El
primer breve de la semana no podía estar sino orientado a la comunión
afición-equipo, el motor para hacer de Mestalla feudo inexpugnable. Reminiscencia
floreciente.
Los
momentos previos que se vivieron en los aledaños del templo alcanzaron tasas
cenitales de identificación y orgullo a unos colores, protagonizados por auténticos
practicantes de la religión valencianista (aunque cuatro incívicos, los de
siempre y que se filtran en toda afición, dieran la nota y mancillaran un recibimiento
grandioso). Ese renacimiento es fruto del trabajo de una directiva volcada con
el aficionado de a pie, por la etapa de mediocridad sufrida y consiguiente necesidad
de querer creer y, cómo no, por la buena marcha del equipo, guarismos y sensaciones
a pachas.
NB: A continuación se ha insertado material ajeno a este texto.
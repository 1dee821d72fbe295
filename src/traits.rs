//! # Cache trait
//!
//! [`CoreCache`] is the single-threaded contract every eviction policy in
//! [`crate::policy`] implements. The thread-safe [`Cache`](crate::builder::Cache)
//! facade wraps one policy behind a lock and forwards to these methods.
//!
//! ```text
//!                 ┌─────────────────────────────────────────┐
//!                 │            CoreCache<K, V>              │
//!                 │                                         │
//!                 │  insert(&mut, K, V) → Option<V>         │
//!                 │  get(&mut, &K) → Option<&V>             │
//!                 │  contains(&, &K) → bool                 │
//!                 │  len(&) → usize                         │
//!                 │  is_empty(&) → bool                     │
//!                 │  capacity(&) → usize                    │
//!                 │  clear(&mut)                            │
//!                 └──────────────────┬──────────────────────┘
//!                                    │
//!        ┌──────────────┬────────────┴─┬──────────────┐
//!        ▼              ▼              ▼              ▼
//!   FifoCache       LruCache       LfuCache       ArcCache
//!   (no reorder     (move to MRU   (bump freq     (promote to T2,
//!    on read)        on read)       on read)       ghost hits adapt p)
//! ```
//!
//! `get` takes `&mut self` because reads are references: LRU, LFU and ARC
//! reorder on every hit. `contains` never touches ordering.
//!
//! ## Thread Safety
//!
//! Implementations are **not** thread-safe. Share them through
//! [`Cache`](crate::builder::Cache), which holds a single mutex per instance.

/// Core cache operations that all policies support.
///
/// # Example
///
/// ```
/// use cacheevict::policy::lru::LruCache;
/// use cacheevict::traits::CoreCache;
///
/// fn warm_cache<C: CoreCache<u64, String>>(cache: &mut C, data: &[(u64, String)]) {
///     for (key, value) in data {
///         cache.insert(*key, value.clone());
///     }
/// }
///
/// let mut cache = LruCache::new(100);
/// warm_cache(&mut cache, &[(1, "one".to_string()), (2, "two".to_string())]);
/// assert_eq!(cache.len(), 2);
/// ```
pub trait CoreCache<K, V> {
    /// Inserts or updates `key`, returning the previous value if there was one.
    ///
    /// When inserting a new key into a full cache, the policy evicts first.
    ///
    /// ```
    /// use cacheevict::policy::fifo::FifoCache;
    /// use cacheevict::traits::CoreCache;
    ///
    /// let mut cache = FifoCache::new(10);
    /// assert_eq!(cache.insert(1, "first"), None);
    /// assert_eq!(cache.insert(1, "second"), Some("first"));
    /// ```
    fn insert(&mut self, key: K, value: V) -> Option<V>;

    /// Looks up `key`, recording the access with the policy.
    ///
    /// ```
    /// use cacheevict::policy::lfu::LfuCache;
    /// use cacheevict::traits::CoreCache;
    ///
    /// let mut cache = LfuCache::new(10);
    /// cache.insert(1, "value");
    /// assert_eq!(cache.get(&1), Some(&"value"));
    /// assert_eq!(cache.get(&99), None);
    /// ```
    fn get(&mut self, key: &K) -> Option<&V>;

    /// Checks for a live entry without affecting eviction order.
    fn contains(&self, key: &K) -> bool;

    /// Number of resident entries.
    fn len(&self) -> usize;

    fn is_empty(&self) -> bool {
        self.len() == 0
    }

    /// Maximum number of resident entries.
    fn capacity(&self) -> usize;

    /// Drops every entry and resets policy state.
    fn clear(&mut self);
}
impl<K, V> CoreCache<K, V> for ArcCache<K, V>
where
    K: Eq + Hash + Clone,
{
    fn get(&mut self, key: &K) -> Option<&V> {
        let found = self.index.get(key).copied().and_then(|id| Some((id, self.list_of(id)?)));
        let Some((id, list)) = found else {
            #[cfg(feature = "metrics")]
            self.metrics.record_get_miss();
            return None;
        };

        if list.is_ghost() {
            self.ghost_hit(id, list);
            #[cfg(feature = "metrics")]
            self.metrics.record_get_miss();
            return None;
        }

        self.relink(id, ArcList::T2);

        #[cfg(feature = "metrics")]
        {
            let live = self.nodes.get(id).is_some_and(|node| node.value.is_some());
            if live {
                self.metrics.record_get_hit();
            } else {
                self.metrics.record_get_miss();
            }
        }

        self.nodes.get(id).and_then(|node| node.value.as_ref())
    }

    fn insert(&mut self, key: K, value: V) -> Option<V> {
        if self.capacity == 0 {
            return None;
        }

        let found = self.index.get(&key).copied().and_then(|id| Some((id, self.list_of(id)?)));
        if let Some((id, list)) = found {
            if list.is_ghost() {
                self.ghost_hit(id, list);
                #[cfg(feature = "metrics")]
                self.metrics.record_insert_new();
            } else {
                self.relink(id, ArcList::T2);
                #[cfg(feature = "metrics")]
                self.metrics.record_insert_update();
            }
            return self
                .nodes
                .get_mut(id)
                .and_then(|node| node.value.replace(value));
        }

        #[cfg(feature = "metrics")]
        self.metrics.record_insert_new();

        self.make_room_for_new();

        let id = self.nodes.insert(Node {
            key: key.clone(),
            value: Some(value),
            list: ArcList::T1,
            prev: None,
            next: None,
        });
        self.push_head(id, ArcList::T1);
        self.index.insert(key, id);
        None
    }

    fn contains(&self, key: &K) -> bool {
        self.index
            .get(key)
            .and_then(|&id| self.nodes.get(id))
            .is_some_and(|node| node.value.is_some())
    }

    /// Resident slots (T1 + T2), pending promotions included.
    fn len(&self) -> usize {
        self.resident_len()
    }

    fn capacity(&self) -> usize {
        self.capacity
    }

    fn clear(&mut self) {
        #[cfg(feature = "metrics")]
        self.metrics.record_clear();
        self.nodes.clear();
        self.index.clear();
        self.lists = [Links::default(); 4];
        self.p = 0;
    }
}

#[cfg(feature = "metrics")]
impl<K, V> MetricsSnapshotProvider<CacheMetricsSnapshot> for ArcCache<K, V>
where
    K: Eq + Hash + Clone,
{
    fn snapshot(&self) -> CacheMetricsSnapshot {
        CacheMetricsSnapshot::capture(&self.metrics, self.resident_len(), self.capacity)
    }
}

impl<K, V> fmt::Debug for ArcCache<K, V> {
    fn fmt(&self, f: &mut fmt::Formatter<'_>) -> fmt::Result {
        let len = |list: ArcList| self.lists[list.slot()].len;
        f.debug_struct("ArcCache")
            .field("capacity", &self.capacity)
            .field("p", &self.p)
            .field("t1_len", &len(ArcList::T1))
            .field("t2_len", &len(ArcList::T2))
            .field("b1_len", &len(ArcList::B1))
            .field("b2_len", &len(ArcList::B2))
            .finish()
    }
}
//! Cache configuration: which policy, how many entries.
//!
//! A [`CacheConfig`] is plain data. It can be assembled in code, parsed from a
//! policy name, or (with the `serde` feature) deserialized from any serde
//! format. [`CacheConfig::validate`] is the single place configuration is
//! checked; every construction path goes through it.
//!
//! ```
//! use cacheevict::config::{CacheConfig, CachePolicy};
//!
//! let config = CacheConfig::new("ARC".parse::<CachePolicy>().unwrap(), 64);
//! let cache = config.build::<u64, String>().unwrap();
//! assert_eq!(cache.policy(), CachePolicy::Arc);
//! assert_eq!(cache.capacity(), 64);
//! ```

use std::fmt;
use std::hash::Hash;
use std::str::FromStr;

use crate::builder::Cache;
use crate::error::ConfigError;

/// Available eviction policies.
#[derive(Debug, Clone, Copy, PartialEq, Eq, Hash)]
#[cfg_attr(
    feature = "serde",
    derive(serde::Serialize, serde::Deserialize),
    serde(rename_all = "lowercase")
)]
pub enum CachePolicy {
    /// First in, first out. Reads never reorder.
    Fifo,
    /// Least recently used.
    Lru,
    /// Least frequently used, ties broken by recency.
    Lfu,
    /// Adaptive Replacement Cache.
    Arc,
}

impl CachePolicy {
    /// Every supported policy, in declaration order.
    pub const ALL: [CachePolicy; 4] = [
        CachePolicy::Fifo,
        CachePolicy::Lru,
        CachePolicy::Lfu,
        CachePolicy::Arc,
    ];

    /// Lowercase name accepted by [`FromStr`].
    pub fn as_str(self) -> &'static str {
        match self {
            CachePolicy::Fifo => "fifo",
            CachePolicy::Lru => "lru",
            CachePolicy::Lfu => "lfu",
            CachePolicy::Arc => "arc",
        }
    }
}

impl fmt::Display for CachePolicy {
    fn fmt(&self, f: &mut fmt::Formatter<'_>) -> fmt::Result {
        f.pad(self.as_str())
    }
}

impl FromStr for CachePolicy {
    type Err = ConfigError;

    /// Parses a policy name, ignoring ASCII case and surrounding whitespace.
    fn from_str(s: &str) -> Result<Self, Self::Err> {
        let name = s.trim();
        CachePolicy::ALL
            .into_iter()
            .find(|policy| policy.as_str().eq_ignore_ascii_case(name))
            .ok_or_else(|| ConfigError::UnknownPolicy(s.to_owned()))
    }
}

/// Policy and capacity for one cache instance.
#[derive(Debug, Clone, Copy, PartialEq, Eq)]
#[cfg_attr(feature = "serde", derive(serde::Serialize, serde::Deserialize))]
pub struct CacheConfig {
    pub policy: CachePolicy,
    /// Maximum number of resident entries.
    pub capacity: usize,
}

impl CacheConfig {
    pub fn new(policy: CachePolicy, capacity: usize) -> Self {
        Self { policy, capacity }
    }

    /// Checks that the configuration can produce a working cache.
    pub fn validate(&self) -> Result<(), ConfigError> {
        if self.capacity == 0 {
            return Err(ConfigError::ZeroCapacity);
        }
        Ok(())
    }

    /// Validates and builds a thread-safe cache.
    pub fn build<K, V>(self) -> Result<Cache<K, V>, ConfigError>
    where
        K: Eq + Hash + Clone,
        V: Clone,
    {
        Cache::from_config(self)
    }
}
Atmósfera respirable para recuperar sentimientos olvidados, conexionar
filamentos sensoriales y grapar fisuras de un pasado que está empezando a difuminar el borrador nunista.
Y así,
tras la etapa de cortejo de la temporada pasada, han vuelto a enamorarse el
patrimonio de la entidad con los protagonistas de corto, fundiéndose en la
ceremonia del respeto y la complicidad. La hinchada del Valencia, de las más
exigentes a la par que agradecidas del panorama actual, es recompensada con el presente
más primario; el compromiso por defender la zamarra blanquinegra. Ensartadas
las alianzas, lo que lo deportivo ha unido, no lo separe lo social.